Christophe Lambert : je suis pudique et romantique
Janvier. 2010 \\ Par Jérôme Lamy

A la ville comme à l’écran, Christophe Lambert fait un retour à l’essentiel et tord le cou au superficiel. Dans l’Homme de chevet, aux côtés de Sophie Marceau, et prochainement dans White Material de Claire Denis, l’acteur revient à la lumière. Dans l’entretien qu’il nous a accordé, Christophe Lambert tombe le masque.

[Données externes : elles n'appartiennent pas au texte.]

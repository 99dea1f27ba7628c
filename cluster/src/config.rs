//! Clustering run configuration.
//!
//! Loaded from YAML; every field is optional:
//!
//! ```yaml
//! chunk_size: 5000
//! threshold: 0.8
//! min_cluster_size: 3
//! reclassify_small: false
//! metric: cosine
//! ingest_mode: per_record
//! parallel: true
//! storage:
//!   temp_root: .temp
//!   backend: redb
//!   compression:
//!     enabled: true
//!     level: 5
//! ```

use std::fs;
use std::path::Path;

use serde::{Deserialize, Serialize};
use tracegroup_chunkstore::StoreOptions;
use tracegroup_similarity::Metric;

use crate::error::{ClusterError, Result};

/// How per-trace failures during ingestion are handled.
#[derive(Debug, Clone, Copy, PartialEq, Eq, Default, Serialize, Deserialize)]
#[serde(rename_all = "snake_case")]
pub enum IngestMode {
    /// A bad trace is excluded and reported; the rest of its chunk is kept.
    #[default]
    PerRecord,
    /// A bad trace fails its whole chunk.
    Bulk,
}

#[derive(Debug, Clone, PartialEq, Serialize, Deserialize)]
#[serde(default)]
pub struct ClusterConfig {
    /// Documents per stored chunk.
    pub chunk_size: usize,

    /// Minimum similarity for a document to join a pivot's cluster.
    pub threshold: f32,

    /// Clusters of at most this many documents go to the "other" bucket
    /// when `reclassify_small` is set.
    pub min_cluster_size: usize,
    pub reclassify_small: bool,

    pub metric: Metric,
    pub ingest_mode: IngestMode,

    /// Vectorize and compute blocks on the rayon pool.
    pub parallel: bool,

    pub storage: StoreOptions,
}

impl Default for ClusterConfig {
    fn default() -> Self {
        Self {
            chunk_size: 5000,
            threshold: 0.8,
            min_cluster_size: 3,
            reclassify_small: false,
            metric: Metric::default(),
            ingest_mode: IngestMode::default(),
            parallel: true,
            storage: StoreOptions::default(),
        }
    }
}

impl ClusterConfig {
    /// Parse a YAML document and validate it.
    pub fn from_yaml(s: &str) -> Result<Self> {
        let cfg: Self = serde_yaml::from_str(s).map_err(|e| ClusterError::InvalidConfig(e.to_string()))?;
        cfg.validate()?;
        Ok(cfg)
    }

    /// Read and validate a YAML file.
    pub fn load<P: AsRef<Path>>(path: P) -> Result<Self> {
        let data = fs::read_to_string(path)?;
        Self::from_yaml(&data)
    }

    pub fn validate(&self) -> Result<()> {
        if self.chunk_size == 0 {
            return Err(ClusterError::InvalidConfig("chunk_size must be positive".into()));
        }
        if !(self.threshold > 0.0 && self.threshold <= 1.0) {
            return Err(ClusterError::InvalidConfig(format!(
                "threshold must lie in (0, 1], got {}",
                self.threshold
            )));
        }
        if self.storage.compression.level > 9 {
            return Err(ClusterError::InvalidConfig(format!(
                "compression level must be at most 9, got {}",
                self.storage.compression.level
            )));
        }
        Ok(())
    }
}

#[cfg(test)]
mod tests {
    use tracegroup_chunkstore::Backend;

    use super::*;

    #[test]
    fn defaults_are_valid() {
        let cfg = ClusterConfig::default();
        cfg.validate().unwrap();
        assert_eq!(cfg.chunk_size, 5000);
        assert_eq!(cfg.min_cluster_size, 3);
        assert_eq!(cfg.metric, Metric::Cosine);
    }

    #[test]
    fn yaml_overrides() {
        let cfg = ClusterConfig::from_yaml(
            "chunk_size: 2\nthreshold: 0.5\nmetric: xnor\ningest_mode: bulk\nstorage:\n  backend: memory\n",
        )
        .unwrap();
        assert_eq!(cfg.chunk_size, 2);
        assert_eq!(cfg.threshold, 0.5);
        assert_eq!(cfg.metric, Metric::Xnor);
        assert_eq!(cfg.ingest_mode, IngestMode::Bulk);
        assert_eq!(cfg.storage.backend, Backend::Memory);
        assert!(cfg.parallel);
    }

    #[test]
    fn rejects_out_of_range_values() {
        for yaml in ["threshold: 0.0", "threshold: 1.5", "chunk_size: 0", "threshold: .nan"] {
            assert!(
                matches!(ClusterConfig::from_yaml(yaml), Err(ClusterError::InvalidConfig(_))),
                "{yaml}"
            );
        }
        ClusterConfig::from_yaml("threshold: 1.0").unwrap();
    }

    #[test]
    fn rejects_unknown_metric() {
        assert!(matches!(
            ClusterConfig::from_yaml("metric: euclid"),
            Err(ClusterError::InvalidConfig(_))
        ));
    }
}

Pile-poil. Christophe Lambert est exact au rendez-vous qu’il nous a fixé. S’il est venu dans le quartier Montorgueil, rue Saint-Sauveur - au Klay, la nouvelle salle de sport des frères Benzaquen - pour réaliser la photo de couverture, c’est au bar de l’Hôtel Crillon qu’il a souhaité répondre à nos questions.
Longtemps dirigé par la famille Taittinger, le Crillon est un havre de paix et de raffinement qui tranche avec l’affolement de la Place de la Concorde.?Il est onze heure ce matin. Les oranges sont davantage pressées que les clients lovés dans des fauteuils du XVIIe. L’heure est aux cafés et aux macarons. A la nostalgie.
Solaire et débonnaire, magnétique et charismatique, Christophe Lambert arrive avec un agenda aussi rempli que le bottin et une pile de dossiers. Businessman respecté, l’acteur né à New-York il y a 52 ans, prend autant d’avions qu’il lit de scénarios. D’entrée, il brise la glace. Très animal, Christophe Lambert vous regarde, vous scrute, vous touche le genou, le bras à maintes reprises pour marquer son territoire et jauger son interlocuteur. D’entrée, on parle...?lunettes, son accessoire favori. Au bout d’une heure d’interview, on aura parler de tout. Sans tabou, ni concession, la star du cinéma, l’homme de Sophie Marceau s’est confié à Clin d’Oeil avec une franchise et une profondeur assez rares pour un homme aussi pudique.
A l’affiche de l’Homme de chevet, le premier film émouvant d’Alain Monne, et prochainement dans White Material, aux côtés d’Isabelle Huppert, Christophe Lambert tombe le masque et illumin l’écran avec une sensibilité qui sonnent comme un retour aux sources.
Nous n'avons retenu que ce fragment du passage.